Instructions to follow.
A word-for-word restatement of the data is what is needed.
[Input]
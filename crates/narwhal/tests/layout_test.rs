use narwhal::graph::{FIXED_DRAG, FIXED_HOVER};
use narwhal::{
    Axis, Constraint, DragTarget, Drive, Error, EventKind, Group, Layout, LayoutOptions,
    LayoutState, Link, Node, Point, Rectangle, StartOptions,
};
use std::cell::RefCell;
use std::rc::Rc;

fn distance(a: &Node, b: &Node) -> f64 {
    a.position().distance_to(b.position())
}

fn path_links(n: usize) -> Vec<Link> {
    (1..n).map(|i| Link::new(i - 1, i)).collect()
}

fn external(layout: Layout) -> Layout {
    let mut layout = layout;
    layout.options_mut().drive = Drive::External;
    layout
}

fn record_events(layout: &mut Layout) -> Rc<RefCell<Vec<EventKind>>> {
    let events = Rc::new(RefCell::new(Vec::new()));
    for kind in [EventKind::Start, EventKind::Tick, EventKind::End] {
        let events = Rc::clone(&events);
        layout.on(kind, move |e| events.borrow_mut().push(e.kind));
    }
    events
}

#[test]
fn path_graph_settles_at_its_graph_distances() {
    let mut layout = Layout::new()
        .with_links(path_links(3))
        .link_distance(1.0)
        .convergence_threshold(1e-6);
    layout
        .start(StartOptions::iterations(50, 0, 0))
        .expect("start");

    let v = layout.nodes();
    assert_eq!(v.len(), 3, "nodes are created from links");
    assert!((distance(&v[0], &v[1]) - 1.0).abs() < 0.05);
    assert!((distance(&v[1], &v[2]) - 1.0).abs() < 0.05);
    assert!((distance(&v[0], &v[2]) - 2.0).abs() < 0.05);
    assert_eq!(layout.state(), LayoutState::Converged);
    assert_eq!(layout.alpha(), 0.0);
}

#[test]
fn pinned_node_stays_exactly_at_its_lock() {
    let nodes = vec![
        Node::at(50.0, 50.0).pinned(),
        Node::at(0.0, 0.0),
        Node::at(100.0, 0.0),
    ];
    let mut layout = Layout::new()
        .with_nodes(nodes)
        .with_links(path_links(3))
        .size(100.0, 100.0);
    layout
        .start(StartOptions::iterations(10, 0, 0))
        .expect("start");

    let v = &layout.nodes()[0];
    assert_eq!((v.x, v.y), (50.0, 50.0));
    assert_eq!(v.locked, Some(Point::new(50.0, 50.0)));
}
[/Input]
Reply to the task.
filename crates/narwhal/tests/layout_test.rs
use narwhal::graph::{FIXED_DRAG, FIXED_HOVER};
use narwhal::{
    Axis, Constraint, DragTarget, Drive, Error, EventKind, Group, Layout, LayoutOptions,
    LayoutState, Link, Node, Point, Rectangle, StartOptions,
};
use std::cell::RefCell;
use std::rc::Rc;

fn distance(a: &Node, b: &Node) -> f64 {
    a.position().distance_to(b.position())
}

fn path_links(n: usize) -> Vec<Link> {
    (1..n).map(|i| Link::new(i - 1, i)).collect()
}

fn external(layout: Layout) -> Layout {
    let mut layout = layout;
    layout.options_mut().drive = Drive::External;
    layout
}

fn record_events(layout: &mut Layout) -> Rc<RefCell<Vec<EventKind>>> {
    let events = Rc::new(RefCell::new(Vec::new()));
    for kind in [EventKind::Start, EventKind::Tick, EventKind::End] {
        let events = Rc::clone(&events);
        layout.on(kind, move |e| events.borrow_mut().push(e.kind));
    }
    events
}

#[test]
fn path_graph_settles_at_its_graph_distances() {
    let mut layout = Layout::new()
        .with_links(path_links(3))
        .link_distance(1.0)
        .convergence_threshold(1e-6);
    layout
        .start(StartOptions::iterations(50, 0, 0))
        .expect("start");

    let v = layout.nodes();
    assert_eq!(v.len(), 3, "nodes are created from links");
    assert!((distance(&v[0], &v[1]) - 1.0).abs() < 0.05);
    assert!((distance(&v[1], &v[2]) - 1.0).abs() < 0.05);
    assert!((distance(&v[0], &v[2]) - 2.0).abs() < 0.05);
    assert_eq!(layout.state(), LayoutState::Converged);
    assert_eq!(layout.alpha(), 0.0);
}

#[test]
fn pinned_node_stays_exactly_at_its_lock() {
    let nodes = vec![
        Node::at(50.0, 50.0).pinned(),
        Node::at(0.0, 0.0),
        Node::at(100.0, 0.0),
    ];
    let mut layout = Layout::new()
        .with_nodes(nodes)
        .with_links(path_links(3))
        .size(100.0, 100.0);
    layout
        .start(StartOptions::iterations(10, 0, 0))
        .expect("start");

    let v = &layout.nodes()[0];
    assert_eq!((v.x, v.y), (50.0, 50.0));
    assert_eq!(v.locked, Some(Point::new(50.0, 50.0)));
}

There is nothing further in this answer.